Разговор с Уткиным после моего возвращения из Ленинграда был не из приятных. Илья Григорьевич настоятельно уговаривал меня дать согласие на замещение должности главного инженера. Он по отечески убеждал меня, что так будет лучше и для дела и для меня, искренне полагая, что при нём я быстро дозрею до этой высокой должности и надеясь, что пока он будет директором я смогу избежать служебных неприятностей.

Доброе ко мне отношение директора не вызывало сомнений. Мне даже верилось, что рядом с ним я смогу обеспечить выполнение нелёгких обязанностей технического руководителя предприятия. Именно рядом с ним - опытным, грамотным, умным директором мне было бы легче, чем с другими, сменившими друг друга в последнее время руководителями. Если признаться честно, мне даже льстило столь быстрое выдвижение на такую ответственную должность. Очень хотелось взяться за эту работу, чтобы убедить всех, что не зря мне оказано такое доверие, но здравый смысл подсказывал воздержаться от этого и поработать ещё пару лет в цеху, где у меня всё ладилось и установились добрые отношения и с подчинёнными, и с начальством. Больше всего, конечно, пугала уголовная ответственность за допущение хищений и выпуск нестандартной продукции. При наличии желания у органов власти, в любое время можно было найти основания для расправы с любым руководителем по одному из этих «правонарушений», или по обоим в совокупности. А кто может гарантировать, что такое желание раньше или позже у них не появится, особенно если оба руководителя евреи?

Боязнь эта подкреплялась и статистикой смены директоров и главных инженеров за весь послевоенный период работы комбината. Они менялись ежегодно и при этом большинство из них увольнялись с привлечением к уголовной ответственности. Из-за этой боязни я и отказался тогда от должности главного инженера, что вызвало явное недовольство Уткина и надолго изменило его отношение ко мне. Он заявил, что передаст решение этого вопроса на рассмотрение главка, министерства и партийных органов, а пока велел исполнять прежние обязанности начальника цеха.

На следующей неделе на комбинат приехал начальник “Белглавмясо” Перетицкий, который с участием секретаря горкома партии Карпенко провёл со мной второй тур переговоров. Там были и уговоры, и обещания, и даже угрозы привлечения к партийной ответственности. Когда же они убедились, что моя позиция остаётся прежней, начальство сменило гнев на милость и предложило мне должность главного технолога, которую главк впервые учредил только на Оршанском комбинате. Поскольку в этом случае я не нёс ответственности за сохранность собственности, у меня не было оснований отказываться от предложенной должности и было решено, что после передачи цеха я приступлю к исполнению своих новых обязанностей.
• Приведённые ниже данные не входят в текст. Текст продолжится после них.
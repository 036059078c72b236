//! SQLite-backed [`ArticleStore`] implementation.
//!
//! Maps each store operation onto the `articles` table created by
//! [`migrate`](crate::migrate). Values that do not decode cleanly (for
//! example a non-numeric citation count) are read as absent rather than
//! failing the whole query.

use anyhow::Result;
use async_trait::async_trait;
use sqlx::sqlite::SqliteRow;
use sqlx::{Row, SqlitePool};

use article_atlas_core::models::{ArticleRecord, NewArticle};
use article_atlas_core::store::{ArticlePage, ArticleStore};

const ARTICLE_COLUMNS: &str = "id, title, abstract, publication_date, file_name, keywords, \
                               citation_count, doi, authors";

/// SQLite implementation of the [`ArticleStore`] trait.
pub struct SqliteStore {
    pool: SqlitePool,
}

impl SqliteStore {
    pub fn new(pool: SqlitePool) -> Self {
        Self { pool }
    }

    pub fn pool(&self) -> &SqlitePool {
        &self.pool
    }
}

fn row_to_article(row: &SqliteRow) -> ArticleRecord {
    ArticleRecord {
        id: row.get("id"),
        title: row.try_get("title").unwrap_or_default(),
        abstract_text: row.try_get("abstract").ok().flatten(),
        publication_date: row.try_get("publication_date").ok().flatten(),
        file_name: row.try_get("file_name").ok().flatten(),
        keywords: row.try_get("keywords").ok().flatten(),
        citation_count: row
            .try_get::<Option<i64>, _>("citation_count")
            .ok()
            .flatten()
            .unwrap_or(0)
            .max(0),
        authors: row.try_get("authors").ok().flatten(),
        doi: row.try_get("doi").ok().flatten(),
    }
}

/// Escape `%`, `_` and `\` for a `LIKE ... ESCAPE '\'` pattern.
fn like_pattern(search: &str) -> String {
    let mut escaped = String::with_capacity(search.len() + 2);
    escaped.push('%');
    for c in search.chars() {
        if matches!(c, '%' | '_' | '\\') {
            escaped.push('\\');
        }
        escaped.push(c);
    }
    escaped.push('%');
    escaped
}

#[async_trait]
impl ArticleStore for SqliteStore {
    async fn fetch_all(&self) -> Result<Vec<ArticleRecord>> {
        let rows = sqlx::query(&format!(
            "SELECT {} FROM articles ORDER BY id ASC",
            ARTICLE_COLUMNS
        ))
        .fetch_all(&self.pool)
        .await?;
        Ok(rows.iter().map(row_to_article).collect())
    }

    async fn fetch_by_id(&self, id: i64) -> Result<Option<ArticleRecord>> {
        let row = sqlx::query(&format!(
            "SELECT {} FROM articles WHERE id = ?",
            ARTICLE_COLUMNS
        ))
        .bind(id)
        .fetch_optional(&self.pool)
        .await?;
        Ok(row.as_ref().map(row_to_article))
    }

    async fn count(&self) -> Result<i64> {
        let total: i64 = sqlx::query_scalar("SELECT COUNT(*) FROM articles")
            .fetch_one(&self.pool)
            .await?;
        Ok(total)
    }

    async fn list_page(
        &self,
        offset: i64,
        limit: i64,
        search: Option<&str>,
    ) -> Result<ArticlePage> {
        let total = self.count().await?;

        let rows = match search {
            Some(s) => {
                let pattern = like_pattern(s);
                sqlx::query(&format!(
                    "SELECT {} FROM articles \
                     WHERE title LIKE ? ESCAPE '\\' OR abstract LIKE ? ESCAPE '\\' \
                     ORDER BY id ASC LIMIT ? OFFSET ?",
                    ARTICLE_COLUMNS
                ))
                .bind(&pattern)
                .bind(&pattern)
                .bind(limit)
                .bind(offset)
                .fetch_all(&self.pool)
                .await?
            }
            None => {
                sqlx::query(&format!(
                    "SELECT {} FROM articles ORDER BY id ASC LIMIT ? OFFSET ?",
                    ARTICLE_COLUMNS
                ))
                .bind(limit)
                .bind(offset)
                .fetch_all(&self.pool)
                .await?
            }
        };

        Ok(ArticlePage {
            items: rows.iter().map(row_to_article).collect(),
            total,
        })
    }

    async fn insert(&self, article: &NewArticle) -> Result<i64> {
        let id: i64 = sqlx::query_scalar(
            r#"
            INSERT INTO articles (title, abstract, publication_date, file_name,
                                  keywords, citation_count, doi, authors)
            VALUES (?, ?, ?, ?, ?, ?, ?, ?)
            ON CONFLICT(doi) DO UPDATE SET
                title = excluded.title,
                abstract = excluded.abstract,
                publication_date = excluded.publication_date,
                file_name = excluded.file_name,
                keywords = excluded.keywords,
                citation_count = excluded.citation_count,
                authors = excluded.authors
            RETURNING id
            "#,
        )
        .bind(&article.title)
        .bind(&article.abstract_text)
        .bind(&article.publication_date)
        .bind(&article.file_name)
        .bind(&article.keywords)
        .bind(article.citation_count.unwrap_or(0).max(0))
        .bind(&article.doi)
        .bind(&article.authors)
        .fetch_one(&self.pool)
        .await?;

        Ok(id)
    }
}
Чтобы сгладить неприятный осадок от недавних угроз, Карпенко спросил, когда, наконец, я покажу своих близнецов, а Перетицкий предложил сделать это прямо теперь, поскольку завтра утром он должен возвращаться в Минск.

Я успел позвонить домой и предупредить о визите высоких гостей. Уткин согласился пойти с нами и, когда вся эта компания вошла в гостиную, стол уже был накрыт и всё выглядело очень прилично. Была пятница и дед Абрам решил подать гостям фаршированную рыбу, приготовленную к субботе, и кое-что из своих запасов спиртного.

Близнецы-братья в ленинградских обновках выглядели нарядно, вели себя дружелюбно и произвели на всех приятное впечатление. Перетицкий и Карпенко восхищались трудолюбием и мужеством Анечки и поздравили её и мужа с повышением в должности (её тогда назначили начальником консервного цеха). Они также высоко оценили помощь родителей в воспитании внуков. Допоздна засиделись гости за праздничным столом.

Начинался новый этап нашей трудовой деятельности.